Tim Hortons, Eatons and other stores often choose to drop apostrophes and unify their signage not because they are in violation of any laws, but because it allows for lower costs and unified marketing in both English and French regions. McDonald’s has kept the apostrophe, while Wendy’s got creative and simply replaced it with a maple leaf.

Tim Horton played for the Buffalo Sabres.

This seems likely. The OQLF only responds to citizen complaints (i.e. there is no “language police”), and probably has to investigate when there is a complaint, but some vigilante groups make complaints about businesses that aren’t even close to where they live, and sometimes aren’t even violating the letter, let alone the spirit, of the law. But then the investigation makes the news, especially in English-language media.

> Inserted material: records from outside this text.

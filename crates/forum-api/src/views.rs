//! Row to response conversions.

use forum_db::models::{
    AnnouncementRow, AuthorRow, CreationRequestRow, GroupApplicationRow, GroupReportRow,
    LineGroupRow, PostRow, ReplyRow, ReportRow, UserRow,
};
use forum_types::api::{
    AnnouncementResponse, Author, CreationRequestResponse, GroupApplicationResponse,
    GroupReportResponse, LineGroupResponse, PostResponse, ReplyResponse, ReportResponse,
    UserProfile,
};
use forum_types::models::{Role, VoteType};

pub(crate) fn author(row: AuthorRow) -> Author {
    Author {
        id: row.id,
        username: row.username,
        avatar_url: row.avatar_url,
    }
}

pub(crate) fn post(row: PostRow, user_vote: Option<VoteType>) -> PostResponse {
    PostResponse {
        id: row.id,
        title: row.title,
        category: row.category,
        summary: row.summary,
        cover_image_url: row.cover_image_url,
        author_id: row.author_id,
        created_at: row.created_at,
        updated_at: row.updated_at,
        reply_count: row.reply_count,
        view_count: row.view_count,
        upvote_count: row.upvote_count,
        downvote_count: row.downvote_count,
        tags: row.tags,
        is_closed: row.is_closed,
        is_pinned: row.is_pinned,
        pinned_at: row.pinned_at,
        author: row.author.map(author),
        user_vote,
    }
}

pub(crate) fn reply(row: ReplyRow, user_vote: Option<VoteType>) -> ReplyResponse {
    ReplyResponse {
        id: row.id,
        content: row.content,
        post_id: row.post_id,
        author_id: row.author_id,
        created_at: row.created_at,
        upvote_count: row.upvote_count,
        downvote_count: row.downvote_count,
        author: row.author.map(author),
        parent_reply_id: row.parent_reply_id,
        replies: Vec::new(),
        user_vote,
    }
}

pub(crate) fn report(row: ReportRow) -> ReportResponse {
    ReportResponse {
        id: row.id,
        post_id: row.post_id,
        reply_id: row.reply_id,
        reporter_id: row.reporter_id,
        reason: row.reason,
        description: row.description,
        status: row.status,
        reviewed_by: row.reviewed_by,
        reviewed_at: row.reviewed_at,
        created_at: row.created_at,
        reporter: row.reporter.map(author),
    }
}

pub(crate) fn role(raw: &str) -> Role {
    raw.parse().unwrap_or(Role::User)
}

/// `with_email` controls whether the address is exposed.
pub(crate) fn profile(row: UserRow, with_email: bool) -> UserProfile {
    UserProfile {
        role: role(&row.role),
        id: row.id,
        username: Some(row.username),
        email: with_email.then_some(row.email),
        avatar_url: row.avatar_url,
        total_points: row.total_points,
        level: row.level,
        created_at: row.created_at,
    }
}

pub(crate) fn group(row: LineGroupRow) -> LineGroupResponse {
    LineGroupResponse {
        id: row.id,
        name: row.name,
        description: row.description,
        qr_code_url: row.qr_code_url,
        manager_id: row.manager_id,
        is_active: row.is_active,
        is_private: row.is_private,
        member_count: row.member_count,
        created_at: row.created_at,
        updated_at: row.updated_at,
        manager: row.manager.map(author),
    }
}

pub(crate) fn application(
    row: GroupApplicationRow,
    group: Option<LineGroupResponse>,
) -> GroupApplicationResponse {
    GroupApplicationResponse {
        id: row.id,
        user_id: row.user_id,
        group_id: row.group_id,
        message: row.message,
        status: row.status,
        reviewed_by: row.reviewed_by,
        reviewed_at: row.reviewed_at,
        created_at: row.created_at,
        user: row.applicant.map(author),
        group,
    }
}

pub(crate) fn group_report(row: GroupReportRow, group: Option<LineGroupResponse>) -> GroupReportResponse {
    GroupReportResponse {
        id: row.id,
        group_id: row.group_id,
        reporter_id: row.reporter_id,
        reason: row.reason,
        description: row.description,
        status: row.status,
        reviewed_by: row.reviewed_by,
        reviewed_at: row.reviewed_at,
        created_at: row.created_at,
        reporter: row.reporter.map(author),
        group,
    }
}

pub(crate) fn creation_request(row: CreationRequestRow) -> CreationRequestResponse {
    CreationRequestResponse {
        id: row.id,
        requester_id: row.requester_id,
        name: row.name,
        description: row.description,
        qr_code_url: row.qr_code_url,
        is_private: row.is_private,
        status: row.status,
        reviewed_by: row.reviewed_by,
        reviewed_at: row.reviewed_at,
        rejection_reason: row.rejection_reason,
        created_at: row.created_at,
        updated_at: row.updated_at,
        requester: row.requester.map(author),
    }
}

pub(crate) fn announcement(row: AnnouncementRow, by: Option<AuthorRow>) -> AnnouncementResponse {
    AnnouncementResponse {
        id: row.id,
        title: row.title,
        content: row.content,
        created_by: row.created_by,
        is_active: row.is_active,
        priority: row.priority,
        created_at: row.created_at,
        updated_at: row.updated_at,
        author: by.map(author),
    }
}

Civil law has nothing to do with “not valid in Quebec” offers, though. It has to do with a provincial law for contests (including lotteries and sweepstakes) that requires licensing and higher standards of transparency than the other provinces. Quebec is usually ahead of the other provinces in consumer protection rules; it is the only province that has enforced federal and provincial usary laws against “pay-day loan” companies, for instance. The other provinces eventually got down to negotiating with the industry, but it was a non-issue in Quebec.

[/hijack]

It would interesting to see whether the apparent Canadian obsession with donuts preceeds the spread of chains like Tim Hortons, Coffee Time and Country Style (the latter two are Toronto-area and Ontario-focused chains, respectively).

I was going to say something similar. We have quite a few Tim Horton’s in Michigan, and I really don’t like their donuts. Well, compared to other donuts anyway, they aren’t gross or inedible or anything, just kinda flavorless and meh.

I still associate them with the cops. I don’t see this Canadian obsession everyone else does, and it seems to me that Tim Hortons is only brought up as Canadiana in the media in an ironic way, mocking - or at least referencing - a stereotype that doesn’t really apply.

Other than that they’re just doughnuts, and Tim Hortons is just a successful junk-food franchise. With pretty good coffee.

The amazing thing about California (and perhaps some nearby states) compared to the rest of the country is that between the time of the demise of Winchell’s and the coming of Krispy Kreme to the area, there were NO big donut chains in the state at all. Just about every donut shop was a single Mom & Pop type store.

In fact, I think in my area (SF Bay Area), Mom & Pop donut shops still vastly outnumber the chains.

Yes, I am also in the Bay Area and have been researching this. They are predominantly owned and operated by Cambodians. I learned about this in the book, Buddha Is Hiding: Refugees, Citizenship, the New American.